Repeat, please, only the lines from the top of the data down to the line with "let board = &request.board;"; include both of those lines.

(Saved data entries)
* * * * * * * * *

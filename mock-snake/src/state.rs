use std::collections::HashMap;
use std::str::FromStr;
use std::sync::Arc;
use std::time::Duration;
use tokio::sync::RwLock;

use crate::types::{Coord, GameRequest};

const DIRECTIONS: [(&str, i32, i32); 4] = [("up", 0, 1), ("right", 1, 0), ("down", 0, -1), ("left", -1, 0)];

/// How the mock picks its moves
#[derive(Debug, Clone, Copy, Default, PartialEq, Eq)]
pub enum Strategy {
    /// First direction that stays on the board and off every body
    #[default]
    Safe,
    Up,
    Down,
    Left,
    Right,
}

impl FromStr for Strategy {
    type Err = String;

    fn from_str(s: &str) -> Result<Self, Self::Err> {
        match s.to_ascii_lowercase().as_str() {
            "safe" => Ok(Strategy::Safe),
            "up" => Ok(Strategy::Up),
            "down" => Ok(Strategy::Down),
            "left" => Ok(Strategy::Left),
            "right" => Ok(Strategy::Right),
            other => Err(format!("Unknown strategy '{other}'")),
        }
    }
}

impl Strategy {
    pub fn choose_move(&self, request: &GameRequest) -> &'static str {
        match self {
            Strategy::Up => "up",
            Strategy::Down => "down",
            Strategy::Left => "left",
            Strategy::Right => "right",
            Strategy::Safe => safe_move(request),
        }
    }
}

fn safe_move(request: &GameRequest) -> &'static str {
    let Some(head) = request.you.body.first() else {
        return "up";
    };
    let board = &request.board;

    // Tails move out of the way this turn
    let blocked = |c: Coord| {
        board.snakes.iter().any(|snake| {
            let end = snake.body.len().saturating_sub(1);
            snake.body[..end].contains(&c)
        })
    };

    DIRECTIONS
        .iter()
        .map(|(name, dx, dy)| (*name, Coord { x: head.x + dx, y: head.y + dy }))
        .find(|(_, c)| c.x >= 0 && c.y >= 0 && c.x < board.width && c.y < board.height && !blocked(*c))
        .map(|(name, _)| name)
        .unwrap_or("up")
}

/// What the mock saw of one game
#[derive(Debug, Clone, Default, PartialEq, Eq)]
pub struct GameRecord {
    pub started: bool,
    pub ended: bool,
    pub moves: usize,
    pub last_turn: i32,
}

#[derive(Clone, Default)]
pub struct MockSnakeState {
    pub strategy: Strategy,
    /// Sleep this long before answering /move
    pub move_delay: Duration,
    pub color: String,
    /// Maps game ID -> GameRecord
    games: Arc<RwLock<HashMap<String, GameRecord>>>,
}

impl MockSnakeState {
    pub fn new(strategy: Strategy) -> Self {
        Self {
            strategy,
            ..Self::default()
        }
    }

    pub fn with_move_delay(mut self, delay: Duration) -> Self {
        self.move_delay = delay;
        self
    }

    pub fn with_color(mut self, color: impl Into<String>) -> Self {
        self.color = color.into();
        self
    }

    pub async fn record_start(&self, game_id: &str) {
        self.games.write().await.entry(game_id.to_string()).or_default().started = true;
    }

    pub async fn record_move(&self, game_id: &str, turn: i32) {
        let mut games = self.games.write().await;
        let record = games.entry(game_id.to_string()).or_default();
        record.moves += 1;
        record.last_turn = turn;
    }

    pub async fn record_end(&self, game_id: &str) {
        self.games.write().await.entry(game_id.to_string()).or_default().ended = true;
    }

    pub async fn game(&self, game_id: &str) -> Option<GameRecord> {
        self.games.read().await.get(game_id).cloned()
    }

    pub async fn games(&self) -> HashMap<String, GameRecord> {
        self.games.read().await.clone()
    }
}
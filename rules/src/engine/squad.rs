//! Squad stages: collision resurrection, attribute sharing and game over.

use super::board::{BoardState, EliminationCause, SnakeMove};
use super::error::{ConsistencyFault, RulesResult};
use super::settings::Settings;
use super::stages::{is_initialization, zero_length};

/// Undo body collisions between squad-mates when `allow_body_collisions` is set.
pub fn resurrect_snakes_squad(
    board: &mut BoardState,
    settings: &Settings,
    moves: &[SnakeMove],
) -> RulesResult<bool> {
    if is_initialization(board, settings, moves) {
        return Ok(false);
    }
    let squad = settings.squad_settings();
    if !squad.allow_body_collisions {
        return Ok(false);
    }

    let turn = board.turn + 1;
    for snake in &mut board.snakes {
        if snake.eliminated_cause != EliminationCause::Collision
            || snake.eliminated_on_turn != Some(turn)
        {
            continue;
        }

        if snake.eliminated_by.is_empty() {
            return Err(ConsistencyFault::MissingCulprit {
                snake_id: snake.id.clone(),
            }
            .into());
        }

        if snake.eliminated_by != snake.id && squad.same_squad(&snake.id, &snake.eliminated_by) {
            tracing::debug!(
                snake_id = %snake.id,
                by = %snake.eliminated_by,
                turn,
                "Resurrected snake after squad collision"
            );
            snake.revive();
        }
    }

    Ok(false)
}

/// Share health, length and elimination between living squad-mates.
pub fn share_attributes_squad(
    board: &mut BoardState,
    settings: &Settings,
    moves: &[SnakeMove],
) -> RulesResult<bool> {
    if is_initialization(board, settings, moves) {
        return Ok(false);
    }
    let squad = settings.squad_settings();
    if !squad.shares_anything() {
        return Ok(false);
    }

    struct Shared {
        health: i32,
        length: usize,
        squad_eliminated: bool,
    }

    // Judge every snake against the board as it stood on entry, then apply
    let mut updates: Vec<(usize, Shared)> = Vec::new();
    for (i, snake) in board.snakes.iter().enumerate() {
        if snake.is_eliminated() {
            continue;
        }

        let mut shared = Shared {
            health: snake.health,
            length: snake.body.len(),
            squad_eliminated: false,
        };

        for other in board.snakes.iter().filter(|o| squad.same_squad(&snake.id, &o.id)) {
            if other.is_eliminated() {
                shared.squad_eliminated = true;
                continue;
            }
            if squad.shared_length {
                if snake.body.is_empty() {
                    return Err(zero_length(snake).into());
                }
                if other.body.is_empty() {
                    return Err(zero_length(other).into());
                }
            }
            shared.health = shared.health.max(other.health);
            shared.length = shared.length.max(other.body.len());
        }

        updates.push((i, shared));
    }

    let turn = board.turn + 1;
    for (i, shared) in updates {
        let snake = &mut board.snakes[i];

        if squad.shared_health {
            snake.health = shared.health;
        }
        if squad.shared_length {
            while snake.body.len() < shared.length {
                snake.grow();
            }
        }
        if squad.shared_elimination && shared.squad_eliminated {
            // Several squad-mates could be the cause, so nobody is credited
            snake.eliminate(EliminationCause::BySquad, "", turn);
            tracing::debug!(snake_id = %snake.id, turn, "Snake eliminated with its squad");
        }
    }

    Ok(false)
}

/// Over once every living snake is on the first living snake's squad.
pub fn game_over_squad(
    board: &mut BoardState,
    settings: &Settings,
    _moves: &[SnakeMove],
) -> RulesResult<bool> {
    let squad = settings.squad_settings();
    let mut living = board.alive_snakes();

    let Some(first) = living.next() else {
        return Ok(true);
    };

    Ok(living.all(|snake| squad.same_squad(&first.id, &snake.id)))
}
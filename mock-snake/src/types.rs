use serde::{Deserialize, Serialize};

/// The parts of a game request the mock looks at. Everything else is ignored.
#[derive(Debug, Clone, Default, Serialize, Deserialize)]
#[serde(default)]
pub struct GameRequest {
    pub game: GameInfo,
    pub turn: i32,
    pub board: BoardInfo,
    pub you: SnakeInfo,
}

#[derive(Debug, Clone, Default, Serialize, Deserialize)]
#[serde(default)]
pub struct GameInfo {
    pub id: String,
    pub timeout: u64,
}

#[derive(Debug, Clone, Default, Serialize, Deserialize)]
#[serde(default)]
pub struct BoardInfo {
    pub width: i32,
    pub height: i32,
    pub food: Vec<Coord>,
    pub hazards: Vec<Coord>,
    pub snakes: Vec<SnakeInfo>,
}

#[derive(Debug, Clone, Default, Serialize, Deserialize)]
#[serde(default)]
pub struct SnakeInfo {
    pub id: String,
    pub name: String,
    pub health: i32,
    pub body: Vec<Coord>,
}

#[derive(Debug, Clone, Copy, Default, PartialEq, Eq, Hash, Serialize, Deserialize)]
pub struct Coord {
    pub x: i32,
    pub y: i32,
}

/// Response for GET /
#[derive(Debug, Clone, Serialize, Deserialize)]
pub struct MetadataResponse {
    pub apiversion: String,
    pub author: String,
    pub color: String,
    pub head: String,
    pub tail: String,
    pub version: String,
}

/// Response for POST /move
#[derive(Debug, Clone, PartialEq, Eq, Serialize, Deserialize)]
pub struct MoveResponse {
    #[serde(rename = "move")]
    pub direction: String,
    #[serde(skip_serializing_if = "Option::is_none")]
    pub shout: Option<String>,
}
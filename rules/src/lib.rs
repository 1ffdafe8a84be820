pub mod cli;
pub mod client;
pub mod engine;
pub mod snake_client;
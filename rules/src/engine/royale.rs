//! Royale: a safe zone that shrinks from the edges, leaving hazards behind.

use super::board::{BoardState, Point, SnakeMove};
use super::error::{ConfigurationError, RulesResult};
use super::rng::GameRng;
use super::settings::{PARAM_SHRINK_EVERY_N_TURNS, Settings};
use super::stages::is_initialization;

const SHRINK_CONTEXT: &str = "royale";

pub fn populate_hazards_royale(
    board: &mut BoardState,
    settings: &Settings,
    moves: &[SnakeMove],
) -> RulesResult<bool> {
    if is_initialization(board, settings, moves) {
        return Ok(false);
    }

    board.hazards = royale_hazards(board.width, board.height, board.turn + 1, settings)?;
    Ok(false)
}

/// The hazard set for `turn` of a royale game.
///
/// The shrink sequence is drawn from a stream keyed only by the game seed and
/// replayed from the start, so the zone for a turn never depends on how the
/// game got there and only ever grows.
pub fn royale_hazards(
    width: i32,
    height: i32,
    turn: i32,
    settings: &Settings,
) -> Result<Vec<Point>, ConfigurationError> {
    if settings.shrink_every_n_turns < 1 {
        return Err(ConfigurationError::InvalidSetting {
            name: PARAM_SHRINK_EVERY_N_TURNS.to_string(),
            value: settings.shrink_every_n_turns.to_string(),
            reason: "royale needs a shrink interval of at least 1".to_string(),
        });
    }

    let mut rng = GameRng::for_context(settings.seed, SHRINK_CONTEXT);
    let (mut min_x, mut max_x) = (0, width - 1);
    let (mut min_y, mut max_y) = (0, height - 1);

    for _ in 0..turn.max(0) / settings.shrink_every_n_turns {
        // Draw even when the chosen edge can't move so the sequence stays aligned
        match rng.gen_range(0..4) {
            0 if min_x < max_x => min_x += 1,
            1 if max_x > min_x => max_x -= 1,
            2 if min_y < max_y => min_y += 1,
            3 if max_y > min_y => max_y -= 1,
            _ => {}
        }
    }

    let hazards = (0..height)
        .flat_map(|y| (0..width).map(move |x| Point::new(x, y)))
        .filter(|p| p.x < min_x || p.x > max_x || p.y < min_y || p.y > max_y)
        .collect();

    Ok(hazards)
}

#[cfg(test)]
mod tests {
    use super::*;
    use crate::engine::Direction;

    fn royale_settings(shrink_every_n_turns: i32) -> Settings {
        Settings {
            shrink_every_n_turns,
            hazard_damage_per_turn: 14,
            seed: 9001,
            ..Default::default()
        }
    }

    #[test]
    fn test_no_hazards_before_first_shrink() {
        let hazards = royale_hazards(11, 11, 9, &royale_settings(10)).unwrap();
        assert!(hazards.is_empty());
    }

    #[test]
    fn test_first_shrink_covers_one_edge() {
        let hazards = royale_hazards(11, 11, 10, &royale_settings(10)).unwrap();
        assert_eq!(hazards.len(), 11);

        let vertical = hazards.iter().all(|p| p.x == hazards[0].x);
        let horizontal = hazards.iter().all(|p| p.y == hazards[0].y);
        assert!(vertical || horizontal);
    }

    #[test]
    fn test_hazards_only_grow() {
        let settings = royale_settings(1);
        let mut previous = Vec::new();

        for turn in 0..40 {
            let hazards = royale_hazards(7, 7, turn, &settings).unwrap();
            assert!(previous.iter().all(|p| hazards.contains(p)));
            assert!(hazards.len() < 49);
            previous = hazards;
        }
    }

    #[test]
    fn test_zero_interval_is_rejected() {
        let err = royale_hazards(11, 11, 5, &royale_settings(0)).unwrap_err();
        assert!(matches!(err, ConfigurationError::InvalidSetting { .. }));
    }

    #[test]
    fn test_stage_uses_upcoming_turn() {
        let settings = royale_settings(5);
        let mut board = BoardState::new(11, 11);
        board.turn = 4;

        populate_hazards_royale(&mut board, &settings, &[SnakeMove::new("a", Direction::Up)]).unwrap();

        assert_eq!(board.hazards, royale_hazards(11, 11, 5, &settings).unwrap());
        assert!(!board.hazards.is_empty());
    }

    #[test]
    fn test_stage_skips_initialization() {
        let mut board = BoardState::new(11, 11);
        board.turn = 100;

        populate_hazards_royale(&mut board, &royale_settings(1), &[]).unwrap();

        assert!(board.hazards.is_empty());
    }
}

* * * * * * * * *

**RESULT OF THIS EXERCISE**:
filename mock-snake/src/state.rs
use std::collections::HashMap;
use std::str::FromStr;
use std::sync::Arc;
use std::time::Duration;
use tokio::sync::RwLock;

use crate::types::{Coord, GameRequest};

const DIRECTIONS: [(&str, i32, i32); 4] = [("up", 0, 1), ("right", 1, 0), ("down", 0, -1), ("left", -1, 0)];

/// How the mock picks its moves
#[derive(Debug, Clone, Copy, Default, PartialEq, Eq)]
pub enum Strategy {
    /// First direction that stays on the board and off every body
    #[default]
    Safe,
    Up,
    Down,
    Left,
    Right,
}

impl FromStr for Strategy {
    type Err = String;

    fn from_str(s: &str) -> Result<Self, Self::Err> {
        match s.to_ascii_lowercase().as_str() {
            "safe" => Ok(Strategy::Safe),
            "up" => Ok(Strategy::Up),
            "down" => Ok(Strategy::Down),
            "left" => Ok(Strategy::Left),
            "right" => Ok(Strategy::Right),
            other => Err(format!("Unknown strategy '{other}'")),
        }
    }
}

impl Strategy {
    pub fn choose_move(&self, request: &GameRequest) -> &'static str {
        match self {
            Strategy::Up => "up",
            Strategy::Down => "down",
            Strategy::Left => "left",
            Strategy::Right => "right",
            Strategy::Safe => safe_move(request),
        }
    }
}

fn safe_move(request: &GameRequest) -> &'static str {
    let Some(head) = request.you.body.first() else {
        return "up";
    };
    let board = &request.board;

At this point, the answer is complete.